Indiana women paid far less than men, study says

A recent study found women in Indiana are making 72 cents for every dollar a man makes

Indianapolis

A recent study found women in Indiana are making far less than men and ranked it the fifth worst state in wage gap.

According to NationalPartnership.org, the median pay for a woman working full time is $32,221 per year, while the median pay for a man is $44,851.

That means women are paid 72 cents for every dollar paid to men.

The study found if women were paid equally, they would be able to buy 3,049 additional gallons of gas a year or 115 more weeks of food.

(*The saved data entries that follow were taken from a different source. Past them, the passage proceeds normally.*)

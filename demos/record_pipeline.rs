//! Record (Writer) Example
//!
//! Demonstrates logging alongside computation:
//! - Binding steps that each emit a log line
//! - Mutating a record in place
//! - Running a list of steps with `sequence`

use millrace::prelude::*;

#[derive(Clone, Debug)]
struct Person {
    name: String,
    pet: Option<String>,
}

impl std::fmt::Display for Person {
    fn fmt(&self, f: &mut std::fmt::Formatter<'_>) -> std::fmt::Result {
        write!(f, "{} is a human", self.name)?;
        if let Some(pet) = &self.pet {
            write!(f, " who owns a pet called {}", pet)?;
        }
        Ok(())
    }
}

fn square(x: f64) -> Record<f64> {
    let x2 = x * x;
    Record::logged(x2, format!("{} was squared to obtain {}", x, x2))
}

fn multiply(x: f64, y: f64) -> Record<f64> {
    let xy = x * y;
    Record::logged(xy, format!("{} and {} were multiplied to obtain {}", x, y, xy))
}

fn pet_get(person: Person) -> Record<Person> {
    let entry = match &person.pet {
        Some(pet) => format!("Pet named {} is owned by person {}", pet, person.name),
        None => format!("No pet was found to be owned by person {}", person.name),
    };
    Record::logged(person, entry)
}

fn pet_give(person: Person, pet: &str) -> Record<Person> {
    if person.pet.is_some() {
        return Record::new(person);
    }
    let entry = format!("Pet named {} was given to {}", pet, person.name);
    Record::logged(
        Person {
            pet: Some(pet.to_string()),
            ..person
        },
        entry,
    )
}

/// Example 1: bind step by step, printing the record after each one
fn example_numbers() {
    println!("\n=== Example 1: Numbers ===");

    let mut record = Record::new(5.0);
    println!("{}\n", record);

    record.bind_in_place(square);
    println!("{}\n", record);

    record.bind_in_place(square);
    println!("{}\n", record);

    record.bind_in_place(|x| multiply(x, 12.0));
    println!("{}\n", record);

    record.bind_in_place(|x| multiply(x, 0.01));
    println!("{}", record);
}

/// Example 2: the same idea over a domain type, using `sequence`
fn example_person() {
    println!("\n=== Example 2: Person and pet ===");

    let record = sequence(
        Record::new(Person {
            name: "Clio".to_string(),
            pet: None,
        }),
        steps![pet_get, |p: Person| pet_give(p, "Vincent"), pet_get],
    );
    println!("{}", record);
}

fn main() {
    println!("Record Pipeline Examples");
    println!("========================");

    example_numbers();
    example_person();

    println!("\n=== All examples completed successfully! ===");
}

"That's a huge difference," said April Gamble, a full-time working professional. She said the statistics hit home.

"It's really frustrating, because you know, I went to college, got the same degree as my counterpart," she said. "A lot of times I think I work three or four times harder being a female and also a minority female, because I feel like I have to prove myself more."

She believes the gap is so wide, because women are looked at differently than men.

"Women may be viewed here as more expendable. Too much trouble maybe?"

However, mentor and creator of 'Thin Gloss' April Morris believes women aren't educated in the art of negotiating.

"I think that a lot of women don't understand or don't realize that they can negotiate their salary and I think men do," said Morris.

In her own life, she went from making $6 an hour to making six figures. She left her hourly job and went into real-estate. Eventually, she started her own business and in her spare time coaches women for Business Women Connect.

She said she raised her pay by raising her standards.

"I decided that not only was I gonna negotiate my salary, but I was gonna raise my standards and become world class and educate myself," explained Morris. "So that when I am in there in negotiations, yeah, I'm also bringing in my A game and I'm worth that money."

Whatever the reasons behind the gap, Gamble said the numbers say a lot about the state.

"It's like we're in the dark ages," said Gamble. "And you wonder why hard working females, they don't wanna stay in Indiana."